Problem to solve: Search the records for the word "cleaned" and copy every line in which it occurs.

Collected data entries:
• • • •
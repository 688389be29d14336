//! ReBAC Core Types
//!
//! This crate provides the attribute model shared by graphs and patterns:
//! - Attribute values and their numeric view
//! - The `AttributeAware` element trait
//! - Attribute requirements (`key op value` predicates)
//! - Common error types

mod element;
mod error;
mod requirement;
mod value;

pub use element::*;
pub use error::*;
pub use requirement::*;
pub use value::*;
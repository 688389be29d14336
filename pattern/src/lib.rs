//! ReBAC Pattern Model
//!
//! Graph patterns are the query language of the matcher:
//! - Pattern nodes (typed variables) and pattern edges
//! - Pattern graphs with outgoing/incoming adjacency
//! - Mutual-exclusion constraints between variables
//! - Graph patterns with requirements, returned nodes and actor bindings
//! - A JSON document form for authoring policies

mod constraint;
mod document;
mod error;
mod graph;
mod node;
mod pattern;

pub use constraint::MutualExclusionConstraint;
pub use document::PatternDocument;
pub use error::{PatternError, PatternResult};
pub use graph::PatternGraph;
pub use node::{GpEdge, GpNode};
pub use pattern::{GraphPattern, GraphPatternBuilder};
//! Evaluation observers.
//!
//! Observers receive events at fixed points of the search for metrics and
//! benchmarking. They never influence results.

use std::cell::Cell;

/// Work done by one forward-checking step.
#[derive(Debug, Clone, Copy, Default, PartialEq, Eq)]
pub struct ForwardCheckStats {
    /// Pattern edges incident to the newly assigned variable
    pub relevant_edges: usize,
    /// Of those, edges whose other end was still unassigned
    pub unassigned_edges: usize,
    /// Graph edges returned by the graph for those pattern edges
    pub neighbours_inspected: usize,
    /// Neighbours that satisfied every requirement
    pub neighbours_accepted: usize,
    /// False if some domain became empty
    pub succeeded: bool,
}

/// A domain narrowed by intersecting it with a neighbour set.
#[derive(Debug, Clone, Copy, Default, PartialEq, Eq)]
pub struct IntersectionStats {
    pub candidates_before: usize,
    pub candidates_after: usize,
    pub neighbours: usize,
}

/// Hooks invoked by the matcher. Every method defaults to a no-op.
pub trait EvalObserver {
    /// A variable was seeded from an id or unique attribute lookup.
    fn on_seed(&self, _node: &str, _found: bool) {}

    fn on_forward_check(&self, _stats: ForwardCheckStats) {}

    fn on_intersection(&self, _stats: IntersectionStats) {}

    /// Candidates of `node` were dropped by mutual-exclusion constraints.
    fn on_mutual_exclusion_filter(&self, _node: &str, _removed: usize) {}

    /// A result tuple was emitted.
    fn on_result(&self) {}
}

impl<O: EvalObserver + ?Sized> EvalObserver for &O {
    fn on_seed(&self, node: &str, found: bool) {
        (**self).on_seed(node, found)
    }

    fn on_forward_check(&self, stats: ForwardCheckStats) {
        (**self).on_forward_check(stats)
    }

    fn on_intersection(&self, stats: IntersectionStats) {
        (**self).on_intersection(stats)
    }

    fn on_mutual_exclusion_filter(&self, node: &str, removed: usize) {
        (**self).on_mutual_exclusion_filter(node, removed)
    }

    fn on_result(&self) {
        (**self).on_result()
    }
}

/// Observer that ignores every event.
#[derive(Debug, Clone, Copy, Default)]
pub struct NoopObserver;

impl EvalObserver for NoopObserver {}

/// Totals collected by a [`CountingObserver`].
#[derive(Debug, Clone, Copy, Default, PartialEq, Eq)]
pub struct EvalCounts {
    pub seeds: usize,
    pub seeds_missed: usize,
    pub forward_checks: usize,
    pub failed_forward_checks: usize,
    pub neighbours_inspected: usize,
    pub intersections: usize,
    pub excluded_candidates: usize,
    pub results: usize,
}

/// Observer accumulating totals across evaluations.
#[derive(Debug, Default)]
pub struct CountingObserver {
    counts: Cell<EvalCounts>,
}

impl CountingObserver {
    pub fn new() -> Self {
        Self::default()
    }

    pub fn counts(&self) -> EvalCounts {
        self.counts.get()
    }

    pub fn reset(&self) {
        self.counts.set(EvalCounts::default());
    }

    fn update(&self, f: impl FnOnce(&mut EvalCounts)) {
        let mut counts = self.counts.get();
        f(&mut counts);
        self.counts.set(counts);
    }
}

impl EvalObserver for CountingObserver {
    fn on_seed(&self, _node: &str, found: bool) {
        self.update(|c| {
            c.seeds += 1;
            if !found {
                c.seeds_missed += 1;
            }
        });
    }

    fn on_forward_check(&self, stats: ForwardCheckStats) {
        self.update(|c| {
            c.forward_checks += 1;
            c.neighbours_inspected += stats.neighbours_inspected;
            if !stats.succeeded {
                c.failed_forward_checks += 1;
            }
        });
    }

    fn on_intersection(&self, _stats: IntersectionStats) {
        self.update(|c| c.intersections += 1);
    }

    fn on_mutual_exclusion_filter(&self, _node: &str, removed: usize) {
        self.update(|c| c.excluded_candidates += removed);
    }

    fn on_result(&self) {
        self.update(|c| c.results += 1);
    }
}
• • • •
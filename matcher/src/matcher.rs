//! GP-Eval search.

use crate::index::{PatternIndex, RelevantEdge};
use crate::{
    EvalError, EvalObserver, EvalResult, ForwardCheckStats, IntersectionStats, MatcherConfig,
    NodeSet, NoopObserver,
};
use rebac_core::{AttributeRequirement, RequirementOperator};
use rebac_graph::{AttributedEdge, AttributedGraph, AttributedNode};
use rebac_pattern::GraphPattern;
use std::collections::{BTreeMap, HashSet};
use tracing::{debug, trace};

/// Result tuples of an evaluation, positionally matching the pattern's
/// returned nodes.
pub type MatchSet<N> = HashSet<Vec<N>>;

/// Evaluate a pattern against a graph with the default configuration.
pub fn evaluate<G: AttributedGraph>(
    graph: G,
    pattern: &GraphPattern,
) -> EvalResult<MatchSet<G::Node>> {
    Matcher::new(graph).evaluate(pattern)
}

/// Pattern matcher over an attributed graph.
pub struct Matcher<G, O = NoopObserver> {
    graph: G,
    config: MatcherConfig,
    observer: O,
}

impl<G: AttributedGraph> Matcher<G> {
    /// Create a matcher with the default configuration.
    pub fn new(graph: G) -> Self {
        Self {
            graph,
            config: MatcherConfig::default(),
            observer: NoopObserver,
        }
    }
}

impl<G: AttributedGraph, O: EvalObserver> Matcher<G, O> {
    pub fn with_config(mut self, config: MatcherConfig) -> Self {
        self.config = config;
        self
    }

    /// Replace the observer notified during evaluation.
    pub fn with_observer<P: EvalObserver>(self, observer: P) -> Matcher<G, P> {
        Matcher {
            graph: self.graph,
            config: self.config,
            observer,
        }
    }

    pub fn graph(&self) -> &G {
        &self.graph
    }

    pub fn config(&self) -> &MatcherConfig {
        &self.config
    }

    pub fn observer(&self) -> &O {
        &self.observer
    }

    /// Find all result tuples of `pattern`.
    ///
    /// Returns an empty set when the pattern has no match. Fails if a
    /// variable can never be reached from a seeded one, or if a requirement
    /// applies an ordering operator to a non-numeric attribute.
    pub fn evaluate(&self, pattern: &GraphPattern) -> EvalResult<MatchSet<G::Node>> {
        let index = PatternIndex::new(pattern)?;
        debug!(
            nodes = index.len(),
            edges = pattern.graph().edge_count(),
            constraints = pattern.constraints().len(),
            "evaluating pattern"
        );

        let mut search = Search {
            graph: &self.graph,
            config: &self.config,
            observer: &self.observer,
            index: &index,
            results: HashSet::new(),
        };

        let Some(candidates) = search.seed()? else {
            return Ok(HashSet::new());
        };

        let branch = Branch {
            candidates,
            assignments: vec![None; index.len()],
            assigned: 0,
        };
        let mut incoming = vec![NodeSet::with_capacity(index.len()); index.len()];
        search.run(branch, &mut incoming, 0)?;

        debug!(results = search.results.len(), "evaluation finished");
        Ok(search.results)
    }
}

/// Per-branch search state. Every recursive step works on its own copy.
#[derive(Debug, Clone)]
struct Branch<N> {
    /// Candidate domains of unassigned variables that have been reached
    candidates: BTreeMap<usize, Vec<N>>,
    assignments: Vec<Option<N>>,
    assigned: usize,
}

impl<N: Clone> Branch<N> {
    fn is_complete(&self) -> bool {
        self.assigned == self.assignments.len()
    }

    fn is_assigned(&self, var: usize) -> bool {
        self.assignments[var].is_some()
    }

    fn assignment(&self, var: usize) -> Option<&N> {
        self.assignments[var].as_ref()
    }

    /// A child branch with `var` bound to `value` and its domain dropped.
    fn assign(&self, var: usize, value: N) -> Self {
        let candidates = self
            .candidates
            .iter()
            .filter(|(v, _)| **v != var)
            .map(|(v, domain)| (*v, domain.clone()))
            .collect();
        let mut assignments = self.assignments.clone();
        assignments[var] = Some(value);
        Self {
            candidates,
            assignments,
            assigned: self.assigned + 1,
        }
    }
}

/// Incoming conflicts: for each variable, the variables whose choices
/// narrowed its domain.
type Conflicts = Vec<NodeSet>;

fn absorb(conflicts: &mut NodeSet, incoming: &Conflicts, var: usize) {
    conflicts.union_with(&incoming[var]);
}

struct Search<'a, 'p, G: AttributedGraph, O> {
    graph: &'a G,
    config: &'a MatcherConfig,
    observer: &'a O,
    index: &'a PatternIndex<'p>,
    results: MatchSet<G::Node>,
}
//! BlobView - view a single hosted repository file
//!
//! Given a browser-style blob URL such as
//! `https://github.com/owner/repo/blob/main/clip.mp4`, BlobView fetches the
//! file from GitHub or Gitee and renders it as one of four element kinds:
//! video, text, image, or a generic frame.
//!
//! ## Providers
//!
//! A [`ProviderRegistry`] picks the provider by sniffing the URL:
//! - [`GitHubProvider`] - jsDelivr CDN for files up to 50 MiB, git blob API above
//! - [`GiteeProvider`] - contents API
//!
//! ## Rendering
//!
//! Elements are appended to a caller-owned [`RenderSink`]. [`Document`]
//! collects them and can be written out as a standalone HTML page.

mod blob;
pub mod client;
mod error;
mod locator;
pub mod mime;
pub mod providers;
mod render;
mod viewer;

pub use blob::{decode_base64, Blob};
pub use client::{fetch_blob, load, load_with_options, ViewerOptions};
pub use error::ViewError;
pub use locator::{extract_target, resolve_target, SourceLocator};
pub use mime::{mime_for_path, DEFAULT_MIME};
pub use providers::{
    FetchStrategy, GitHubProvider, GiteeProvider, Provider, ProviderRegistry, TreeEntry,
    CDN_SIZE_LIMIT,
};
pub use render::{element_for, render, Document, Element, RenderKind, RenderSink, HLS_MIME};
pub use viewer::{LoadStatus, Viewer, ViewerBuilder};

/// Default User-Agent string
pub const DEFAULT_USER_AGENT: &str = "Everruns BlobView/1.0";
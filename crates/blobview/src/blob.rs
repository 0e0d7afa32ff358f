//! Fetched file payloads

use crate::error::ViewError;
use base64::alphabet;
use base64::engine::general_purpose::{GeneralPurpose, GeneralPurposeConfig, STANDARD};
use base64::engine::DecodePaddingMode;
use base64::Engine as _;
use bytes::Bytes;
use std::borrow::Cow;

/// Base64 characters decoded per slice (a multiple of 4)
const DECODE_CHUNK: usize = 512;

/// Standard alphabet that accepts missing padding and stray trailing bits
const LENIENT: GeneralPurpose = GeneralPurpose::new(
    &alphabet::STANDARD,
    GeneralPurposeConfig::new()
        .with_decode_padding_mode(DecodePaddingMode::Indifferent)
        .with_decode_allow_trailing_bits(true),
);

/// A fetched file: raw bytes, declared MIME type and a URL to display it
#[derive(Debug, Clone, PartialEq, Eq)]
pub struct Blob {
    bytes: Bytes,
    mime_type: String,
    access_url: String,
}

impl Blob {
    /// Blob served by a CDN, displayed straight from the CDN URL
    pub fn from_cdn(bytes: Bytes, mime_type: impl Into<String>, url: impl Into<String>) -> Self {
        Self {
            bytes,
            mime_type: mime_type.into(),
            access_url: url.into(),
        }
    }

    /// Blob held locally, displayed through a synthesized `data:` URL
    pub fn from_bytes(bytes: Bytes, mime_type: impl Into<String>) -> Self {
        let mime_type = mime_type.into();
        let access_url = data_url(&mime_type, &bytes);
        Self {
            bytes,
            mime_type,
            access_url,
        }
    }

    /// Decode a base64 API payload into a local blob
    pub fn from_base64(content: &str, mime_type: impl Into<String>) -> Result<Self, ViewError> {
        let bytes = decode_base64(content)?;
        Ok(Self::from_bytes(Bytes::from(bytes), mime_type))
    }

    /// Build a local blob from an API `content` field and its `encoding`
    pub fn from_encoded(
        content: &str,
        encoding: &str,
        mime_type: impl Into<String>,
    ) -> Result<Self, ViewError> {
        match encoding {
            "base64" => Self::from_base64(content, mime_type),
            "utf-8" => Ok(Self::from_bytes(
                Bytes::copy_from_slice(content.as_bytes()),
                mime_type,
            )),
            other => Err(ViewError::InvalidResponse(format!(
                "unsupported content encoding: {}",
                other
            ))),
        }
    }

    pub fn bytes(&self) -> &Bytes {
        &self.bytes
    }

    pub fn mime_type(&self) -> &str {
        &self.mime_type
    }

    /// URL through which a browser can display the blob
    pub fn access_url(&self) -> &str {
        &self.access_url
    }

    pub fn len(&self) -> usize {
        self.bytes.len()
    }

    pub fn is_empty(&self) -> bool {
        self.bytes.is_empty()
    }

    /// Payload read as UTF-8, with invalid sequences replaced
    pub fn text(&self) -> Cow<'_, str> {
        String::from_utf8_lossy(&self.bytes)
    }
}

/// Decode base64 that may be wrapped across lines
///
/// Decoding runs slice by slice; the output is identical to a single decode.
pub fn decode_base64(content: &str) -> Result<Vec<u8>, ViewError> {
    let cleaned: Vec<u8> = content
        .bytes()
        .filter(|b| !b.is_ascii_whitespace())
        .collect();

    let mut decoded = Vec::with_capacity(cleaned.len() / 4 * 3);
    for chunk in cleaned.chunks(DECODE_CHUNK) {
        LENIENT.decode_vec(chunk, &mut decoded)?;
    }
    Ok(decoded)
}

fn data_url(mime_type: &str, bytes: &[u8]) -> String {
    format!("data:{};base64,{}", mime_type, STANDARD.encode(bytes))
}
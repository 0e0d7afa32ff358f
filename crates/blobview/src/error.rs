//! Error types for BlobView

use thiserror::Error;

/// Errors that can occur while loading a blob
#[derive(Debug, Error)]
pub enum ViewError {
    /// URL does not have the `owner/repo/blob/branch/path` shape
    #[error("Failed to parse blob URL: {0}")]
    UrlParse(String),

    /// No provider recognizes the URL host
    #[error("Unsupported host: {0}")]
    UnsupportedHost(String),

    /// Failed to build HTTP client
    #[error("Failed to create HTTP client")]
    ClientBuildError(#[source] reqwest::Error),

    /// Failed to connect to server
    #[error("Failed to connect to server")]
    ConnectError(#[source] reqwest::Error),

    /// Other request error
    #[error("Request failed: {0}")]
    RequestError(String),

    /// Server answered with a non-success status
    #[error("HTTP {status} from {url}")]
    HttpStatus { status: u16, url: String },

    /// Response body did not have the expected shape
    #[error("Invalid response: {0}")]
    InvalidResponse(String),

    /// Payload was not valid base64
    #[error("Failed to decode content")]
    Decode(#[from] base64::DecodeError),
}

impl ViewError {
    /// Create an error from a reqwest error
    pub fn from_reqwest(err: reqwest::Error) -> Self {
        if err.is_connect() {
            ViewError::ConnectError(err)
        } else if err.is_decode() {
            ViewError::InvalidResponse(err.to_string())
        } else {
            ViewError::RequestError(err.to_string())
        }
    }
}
• • • •
Response box:
    let cleaned: Vec<u8> = content
    let mut decoded = Vec::with_capacity(cleaned.len() / 4 * 3);
    for chunk in cleaned.chunks(DECODE_CHUNK) {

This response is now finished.